Singel Arm Cable Fly

Exercise Details

  • Primary Muscle
  • Secondary Muscle
    Front Delt
  • Equipment
  • Level

Why Should You do Single Arm Cabel Fly?

One of the essential functions of the chest is to retract the arms, adduction, which is what this exercise does. Running flyes with cable compared to dumbbells has its advantages. You will always have tension in the chest compared to a dumbbell fly where the top position does not load the muscle as much. You can also pull your hand past the center of the chest, which will compress the inner middle part of your chest a little extra, whereas, in a dumbbell fly, they must stay in a vertical position. Like all cable exercises, this one is also suitable for drop sets because you can quickly lose some weight.
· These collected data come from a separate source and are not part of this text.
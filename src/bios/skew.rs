//! ## Sector Skewing Module
//!
//! This contains all the sector skew tables.  This includes any non-trivial transformations
//! between blocks and sectors.
//!
//! The sector skews are kept separate from file systems and disk images because multiple
//! submodules of either can use the same tables.

use log::trace;

/// Take CP/M logical sector to DOS logical sector; the offset within the DOS sector is obtained by another table.
pub const CPM_LSEC_TO_DOS_LSEC: [usize;32] = [0,0,6,6,12,12,3,3,9,9,15,15,14,14,5,5,11,11,2,2,8,8,7,7,13,13,4,4,10,10,1,1];
/// Take CP/M logical sector to offset within DOS logical sector
pub const CPM_LSEC_TO_DOS_OFFSET: [usize;32] = [0,128,0,128,0,128,0,128,0,128,0,128,0,128,0,128,0,128,0,128,0,128,0,128,0,128,0,128,0,128,0,128];

/// Translate DOS 3.3 logical sector to physical sector
pub const DOS_LSEC_TO_DOS_PSEC: [usize;16] = [0,13,11,9,7,5,3,1,14,12,10,8,6,4,2,15];
/// Translate DOS 3.3 physical sector to logical sector
pub const DOS_PSEC_TO_DOS_LSEC: [usize;16] = [0,7,14,6,13,5,12,4,11,3,10,2,9,1,8,15];

const PRODOS_BLOCK_OFFSET: [usize;16] = [0,7,6,6,5,5,4,4,3,3,2,2,1,1,0,7];
const PRODOS_BYTE_OFFSET: [usize;16] = [0,0,256,0,256,0,256,0,256,0,256,0,256,0,256,256];

/// Get block number and byte offset into block corresponding to
/// track and logical sector of a 16 sector disk.  Returned in tuple (block,offset).
/// The caller is responsible for keeping `sector<16`.
pub fn prodos_block_from_ts(track: usize,sector: usize) -> (usize,usize) {
    (8*track + PRODOS_BLOCK_OFFSET[sector], PRODOS_BYTE_OFFSET[sector])
}

/// Get the two track and logical sector pairs corresponding to a block of a 16 sector disk.
/// The pairs are arranged in order, i.e., the first pair holds bytes 0..256 of the block.
pub fn ts_from_prodos_block(block: usize) -> [[usize;2];2] {
    let sector1: [usize;8] = [0,13,11,9,7,5,3,1];
    let sector2: [usize;8] = [14,12,10,8,6,4,2,15];
    let [track,sec1,sec2] = [block/8,sector1[block%8],sector2[block%8]];
    trace!("locate block {}: track {}, sectors {},{}",block,track,sec1,sec2);
    [[track,sec1],[track,sec2]]
}

/// Locate a 128 byte CP/M record on a 16 sector disk, counting records from the start of
/// track `off`.  Returns the DOS track and logical sector, and the byte offset within that sector.
pub fn cpm_record_ts(record: usize,off: usize) -> ([usize;2],usize) {
    let lsec = record % 32;
    let track = off + record / 32;
    ([track,CPM_LSEC_TO_DOS_LSEC[lsec]],CPM_LSEC_TO_DOS_OFFSET[lsec])
}

#[test]
fn dos_skew_tables_are_inverse() {
    for lsec in 0..16 {
        assert_eq!(DOS_PSEC_TO_DOS_LSEC[DOS_LSEC_TO_DOS_PSEC[lsec]],lsec);
    }
}

#[test]
fn prodos_block_round_trip() {
    for block in 0..280 {
        let [first,second] = ts_from_prodos_block(block);
        assert_eq!(prodos_block_from_ts(first[0],first[1]),(block,0));
        assert_eq!(prodos_block_from_ts(second[0],second[1]),(block,256));
    }
}

#[test]
fn cpm_records_fill_each_dos_sector_twice() {
    let mut seen = std::collections::HashSet::new();
    for record in 0..32 {
        let (ts,offset) = cpm_record_ts(record,3);
        assert_eq!(ts[0],3);
        assert!(seen.insert((ts[1],offset)));
    }
    assert_eq!(seen.len(),32);
}
// test of dos33 file system module
use a2vol::bios::Order;
use a2vol::bios::device::Device;
use a2vol::fs::{self,dos33,FsKind,FileSystem};
use a2vol::fs::dos33::types::FileType;

fn init() {
    let _ = env_logger::builder().is_test(true).try_init();
}

fn new_disk() -> FileSystem {
    FsKind::Dos33.format(Device::blank(Order::DosOrder(35)),"").expect("format failed")
}

#[test]
fn format() {
    init();
    let disk = new_disk();
    assert!(FsKind::Dos33.check(disk.device()));
    assert_eq!(disk.volume_name().unwrap(),"DISK VOLUME 254");
    assert_eq!(disk.list("").unwrap().len(),0);
    let free = disk.free_space().unwrap();
    assert_eq!(free.unit_bytes,256);
    assert_eq!(free.total_units,560);
    // tracks 0-2 and 17 are not available
    assert_eq!(free.free_units,(35-4)*16);
}

#[test]
fn sanitize() {
    assert_eq!(dos33::sanitize_name("FileName"),"FILENAME");
    assert_eq!(dos33::sanitize_name("2021"),"A2021");
    assert_eq!(dos33::sanitize_name(".."),"A..");
    assert_eq!(dos33::sanitize_name("The File Name"),"THE FILE NAME");
    assert_eq!(dos33::sanitize_name("\t hidden tab"),"A\t HIDDEN TAB");
    assert_eq!(dos33::sanitize_name("a,b,c"),"ABC");
    assert_eq!(dos33::sanitize_name(""),"A");
    assert_eq!(dos33::sanitize_name(&"X".repeat(40)).len(),30);
}

#[test]
fn write_read_delete() {
    init();
    let mut disk = new_disk();
    let free_before = disk.free_space().unwrap().free_units;
    let dat: Vec<u8> = (0..5000).map(|i| (i % 251) as u8).collect();
    let entry = disk.write("thechip",&dat).expect("write failed");
    assert_eq!(entry.name,"THECHIP");
    assert_eq!(entry.type_name,"B");
    assert_eq!(disk.read(&entry).unwrap(),dat);
    // 5004 bytes with the header is 20 data sectors and 1 list sector
    assert_eq!(entry.blocks,21);
    assert_eq!(disk.free_space().unwrap().free_units,free_before-21);
    let found = disk.find("TheChip").expect("not found");
    assert_eq!(found,entry);
    disk.delete(&entry).expect("delete failed");
    assert_eq!(disk.list("").unwrap().len(),0);
    assert_eq!(disk.free_space().unwrap().free_units,free_before);
    let deleted = disk.list_deleted().unwrap();
    assert_eq!(deleted.len(),1);
    assert_eq!(deleted[0].name,"THECHIP");
    assert!(deleted[0].deleted);
}

#[test]
fn typed_files() {
    init();
    let mut disk = new_disk();
    if let FileSystem::Dos33(d) = &mut disk {
        let bin = d.save("hello.bin",&[6,5,0,2],FileType::Binary,768).expect("save failed");
        assert_eq!(d.read(&bin).unwrap(),vec![6,5,0,2]);
        assert_eq!(&d.read_raw(&bin).unwrap()[0..8],&[0,3,4,0,6,5,0,2]);
        let txt = d.save("thetext",b"HELLO\x8d",FileType::Text,0).expect("save failed");
        assert_eq!(txt.type_name,"T");
        assert_eq!(d.read(&txt).unwrap(),b"HELLO\x8d".to_vec());
        let bas = d.save("hello",&[1,8,2,8],FileType::Applesoft,0).expect("save failed");
        assert_eq!(d.read(&bas).unwrap(),vec![1,8,2,8]);
        assert_eq!(d.list().unwrap().len(),3);
        let err = d.save("too.big",&vec![0;70000],FileType::Binary,0x2000).unwrap_err();
        assert!(matches!(err.downcast_ref::<fs::Error>(),Some(fs::Error::FileTooLarge)));
        assert_eq!(d.list().unwrap().len(),3);
    } else {
        panic!("wrong file system");
    }
}

#[test]
fn large_file_needs_two_lists() {
    init();
    let mut disk = new_disk();
    let dat: Vec<u8> = (0..160*256).map(|i| (i/256) as u8).collect();
    let entry = disk.write("BIG",&dat).expect("write failed");
    // 161 data sectors need 2 track-sector lists
    assert_eq!(entry.blocks,163);
    assert_eq!(disk.read(&entry).unwrap(),dat);
    let too_big = vec![0;400*256];
    assert!(disk.write("HUGE",&too_big).is_err());
    assert_eq!(disk.list("").unwrap().len(),1);
}

#[test]
fn rename_and_lock() {
    init();
    let mut disk = new_disk();
    let first = disk.write("FIRST",&[1,2,3]).unwrap();
    let second = disk.write("SECOND",&[4,5,6]).unwrap();
    assert!(disk.write("first",&[0]).is_err());
    assert!(disk.rename(&second,"first").is_err());
    let renamed = disk.rename(&second,"third").expect("rename failed");
    assert_eq!(renamed.name,"THIRD");
    assert_eq!(disk.read(&renamed).unwrap(),vec![4,5,6]);
    let locked = disk.lock(&first,true).expect("lock failed");
    assert!(locked.locked);
    assert!(disk.delete(&locked).is_err());
    assert!(disk.rename(&locked,"OTHER").is_err());
    let unlocked = disk.lock(&locked,false).expect("unlock failed");
    disk.delete(&unlocked).expect("delete failed");
    let names: Vec<String> = disk.list("").unwrap().iter().map(|e| e.name.clone()).collect();
    assert_eq!(names,vec!["THIRD"]);
}

#[test]
fn catalog_fills_up() {
    init();
    let mut disk = new_disk();
    for i in 0..105 {
        disk.write(&format!("F{}",i),&[i as u8]).expect("write failed");
    }
    assert!(matches!(
        disk.write("ONE.MORE",&[0]).unwrap_err().downcast_ref::<fs::Error>(),
        Some(fs::Error::DirectoryFull)
    ));
}

#[test]
fn catalog_loop_is_rejected() {
    init();
    let disk = new_disk();
    let mut dev = disk.device().clone();
    // point the last catalog sector back at the first
    let mut sec = dev.read_sector(17,1).unwrap();
    sec[1] = 17;
    sec[2] = 15;
    dev.write_sector(17,1,&sec).unwrap();
    assert!(!FsKind::Dos33.check(&dev));
}

#[test]
fn json_catalog() {
    init();
    let mut disk = new_disk();
    disk.write("HELLO",&[0;10]).unwrap();
    let tree = json::parse(&disk.tree(0).unwrap()).unwrap();
    assert_eq!(tree["file_system"].as_str(),Some("DOS 3.3"));
    assert_eq!(tree["files"]["HELLO"]["type"].as_str(),Some("B"));
    assert_eq!(tree["files"]["HELLO"]["blocks"].as_usize(),Some(2));
}
//! ## Block and sector device
//!
//! The `Device` applies an addressing strategy (`bios::Order`) to a byte source.
//! It is the only place where file systems reach the raw bytes.  Sectors are addressed
//! by track and DOS logical sector, blocks are 512 byte ProDOS blocks.
//!
//! Several devices can share one byte source, this is how the two logical disks
//! of a UniDOS or OzDOS image are written into the same buffer.

use std::cell::RefCell;
use std::rc::Rc;
use log::error;
use crate::img::{self,ByteSource};
use super::Order;
use crate::{STDRESULT,DYNERR};

pub const SECTOR_SIZE: usize = 256;
pub const BLOCK_SIZE: usize = 512;

#[derive(Clone)]
pub struct Device {
    src: Rc<RefCell<ByteSource>>,
    order: Order
}

impl Device {
    /// Attach an addressing strategy to a shared byte source.
    /// Fails if the source is too small for the strategy.
    pub fn new(src: Rc<RefCell<ByteSource>>,order: Order) -> Result<Self,DYNERR> {
        let len = src.borrow().len();
        if len < order.image_len() {
            error!("{} needs {} bytes, image has {}",order,order.image_len(),len);
            return Err(Box::new(img::Error::Bounds));
        }
        Ok(Self { src, order })
    }
    /// Create a device backed by a new zeroed buffer of the size the strategy requires
    pub fn blank(order: Order) -> Self {
        Self {
            src: Rc::new(RefCell::new(ByteSource::new(vec![0;order.image_len()]))),
            order
        }
    }
    /// Create a device that uses the same bytes as this one, but with another strategy
    pub fn sibling(&self,order: Order) -> Result<Self,DYNERR> {
        Self::new(Rc::clone(&self.src),order)
    }
    pub fn order(&self) -> Order {
        self.order
    }
    pub fn tracks(&self) -> usize {
        self.order.tracks()
    }
    pub fn sectors(&self) -> usize {
        self.order.sectors()
    }
    pub fn block_count(&self) -> usize {
        self.order.block_count()
    }
    pub fn source(&self) -> Rc<RefCell<ByteSource>> {
        Rc::clone(&self.src)
    }
    /// Copy of the whole underlying buffer
    pub fn to_bytes(&self) -> Vec<u8> {
        self.src.borrow().as_bytes().to_vec()
    }
    pub fn read_sector(&self,track: usize,sector: usize) -> Result<Vec<u8>,DYNERR> {
        let pos = self.order.byte_position(track,sector)?;
        self.src.borrow().read(pos,SECTOR_SIZE)
    }
    /// Write a sector, data shorter than a sector is padded with zeros, longer data is an error
    pub fn write_sector(&mut self,track: usize,sector: usize,dat: &[u8]) -> STDRESULT {
        let pos = self.order.byte_position(track,sector)?;
        if dat.len() > SECTOR_SIZE {
            error!("{} bytes will not fit in track {} sector {}",dat.len(),track,sector);
            return Err(Box::new(img::Error::Bounds));
        }
        let mut buf = dat.to_vec();
        buf.resize(SECTOR_SIZE,0);
        self.src.borrow_mut().write(pos,&buf)
    }
    fn check_block(&self,block: usize) -> STDRESULT {
        if block >= self.block_count() {
            error!("block {} is beyond the end of the device ({} blocks)",block,self.block_count());
            return Err(Box::new(img::Error::Bounds));
        }
        Ok(())
    }
    pub fn read_block(&self,block: usize) -> Result<Vec<u8>,DYNERR> {
        self.check_block(block)?;
        if let Order::ProdosOrder(_) = self.order {
            return self.src.borrow().read(block*BLOCK_SIZE,BLOCK_SIZE);
        }
        let mut ans = Vec::new();
        for [t,s] in self.order.ts_from_block(block)? {
            ans.append(&mut self.read_sector(t,s)?);
        }
        Ok(ans)
    }
    /// Write a block, data shorter than a block is padded with zeros, longer data is an error
    pub fn write_block(&mut self,block: usize,dat: &[u8]) -> STDRESULT {
        self.check_block(block)?;
        if dat.len() > BLOCK_SIZE {
            error!("{} bytes will not fit in block {}",dat.len(),block);
            return Err(Box::new(img::Error::Bounds));
        }
        let mut buf = dat.to_vec();
        buf.resize(BLOCK_SIZE,0);
        if let Order::ProdosOrder(_) = self.order {
            return self.src.borrow_mut().write(block*BLOCK_SIZE,&buf);
        }
        let [first,second] = self.order.ts_from_block(block)?;
        self.write_sector(first[0],first[1],&buf[0..SECTOR_SIZE])?;
        self.write_sector(second[0],second[1],&buf[SECTOR_SIZE..])
    }
}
Guide for Singel Arm Cable Fly

  • Stand fairly wide apart with your legs so you can withstand the rotational force
  • Pull back your shoulders and pinch your shoulder blades, push your chest forward
  • Your arms should be slightly bent but fixed throughout the movement
  • Your wrist should be straight
  • The rest of the upper body should be completely still, only the arm should move
  • Slowly pull the handle past the center of the breast with 20-30 centimeters. Hold for a second and feel the pressure on the inside of the pectoral muscle before returning.
  • Lower the weight in a calm and slow manner, always with tension in the muscle you are exercising.